Instructions to follow
Please return all lines of the data below containing the string "duplicate".

Listed records
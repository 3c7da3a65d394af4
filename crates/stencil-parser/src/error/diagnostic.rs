//! The core diagnostic type for the Stencil error system.
//!
//! A [`Diagnostic`] represents a single error or warning with an optional
//! error code, the location of the element it concerns, and help text.

use std::fmt;

use serde::Serialize;

use crate::error::{ErrorCode, Severity};

/// A diagnostic message tied to a place in the structure file.
///
/// Locations use JSON path notation rooted at the document, such as
/// `layers[0].elements[2].children[1]`, or an element id for findings
/// produced after parsing.
///
/// # Example
///
/// ```text
/// warning[E102]: unknown element type `MeshItem`
///   at layers[0].elements[4]
///   = help: the element is kept with kind `other`
/// ```
#[derive(Debug, Clone, PartialEq, Serialize)]
#[serde(rename_all = "camelCase")]
pub struct Diagnostic {
    severity: Severity,
    #[serde(skip_serializing_if = "Option::is_none")]
    code: Option<ErrorCode>,
    message: String,
    #[serde(skip_serializing_if = "Option::is_none")]
    location: Option<String>,
    #[serde(skip_serializing_if = "Option::is_none")]
    help: Option<String>,
    /// Byte offset into the source text, for document-level failures.
    #[serde(skip)]
    offset: Option<usize>,
}

impl Diagnostic {
    /// Create an error diagnostic.
    ///
    /// # Example
    ///
    /// ```
    /// # use stencil_parser::error::{Diagnostic, ErrorCode};
    /// let diag = Diagnostic::error("duplicate id `text_1a2b`")
    ///     .with_code(ErrorCode::I001)
    ///     .with_location("text_1a2b");
    /// assert_eq!(diag.to_string(), "error[I001]: duplicate id `text_1a2b`");
    /// ```
    pub fn error(message: impl Into<String>) -> Self {
        Self::new(Severity::Error, message)
    }

    /// Create a warning diagnostic.
    pub fn warning(message: impl Into<String>) -> Self {
        Self::new(Severity::Warning, message)
    }

    /// Get the severity of this diagnostic.
    pub fn severity(&self) -> Severity {
        self.severity
    }

    /// Get the error code, if any.
    pub fn code(&self) -> Option<ErrorCode> {
        self.code
    }

    /// Get the primary message.
    pub fn message(&self) -> &str {
        &self.message
    }

    /// Get the location, if any.
    pub fn location(&self) -> Option<&str> {
        self.location.as_deref()
    }

    /// Get the help text, if any.
    pub fn help(&self) -> Option<&str> {
        self.help.as_deref()
    }

    /// Get the byte offset into the source text, if known.
    pub fn offset(&self) -> Option<usize> {
        self.offset
    }

    /// Set the error code.
    pub fn with_code(mut self, code: ErrorCode) -> Self {
        self.code = Some(code);
        self
    }

    /// Set the location.
    pub fn with_location(mut self, location: impl Into<String>) -> Self {
        self.location = Some(location.into());
        self
    }

    /// Set the help text.
    pub fn with_help(mut self, help: impl Into<String>) -> Self {
        self.help = Some(help.into());
        self
    }

    /// Set the byte offset into the source text.
    pub fn with_offset(mut self, offset: usize) -> Self {
        self.offset = Some(offset);
        self
    }

    /// Create a new diagnostic with the given severity and message.
    fn new(severity: Severity, message: impl Into<String>) -> Self {
        Self {
            severity,
            code: None,
            message: message.into(),
            location: None,
            help: None,
            offset: None,
        }
    }
}

impl fmt::Display for Diagnostic {
    fn fmt(&self, f: &mut fmt::Formatter<'_>) -> fmt::Result {
        // Format: "error[E001]: message" or "error: message"
        write!(f, "{}", self.severity)?;
        if let Some(code) = self.code {
            write!(f, "[{}]", code)?;
        }
        write!(f, ": {}", self.message)
    }
}

impl std::error::Error for Diagnostic {}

Answer box
    /// let diag = Diagnostic::error("duplicate id `text_1a2b`")
    /// assert_eq!(diag.to_string(), "error[I001]: duplicate id `text_1a2b`");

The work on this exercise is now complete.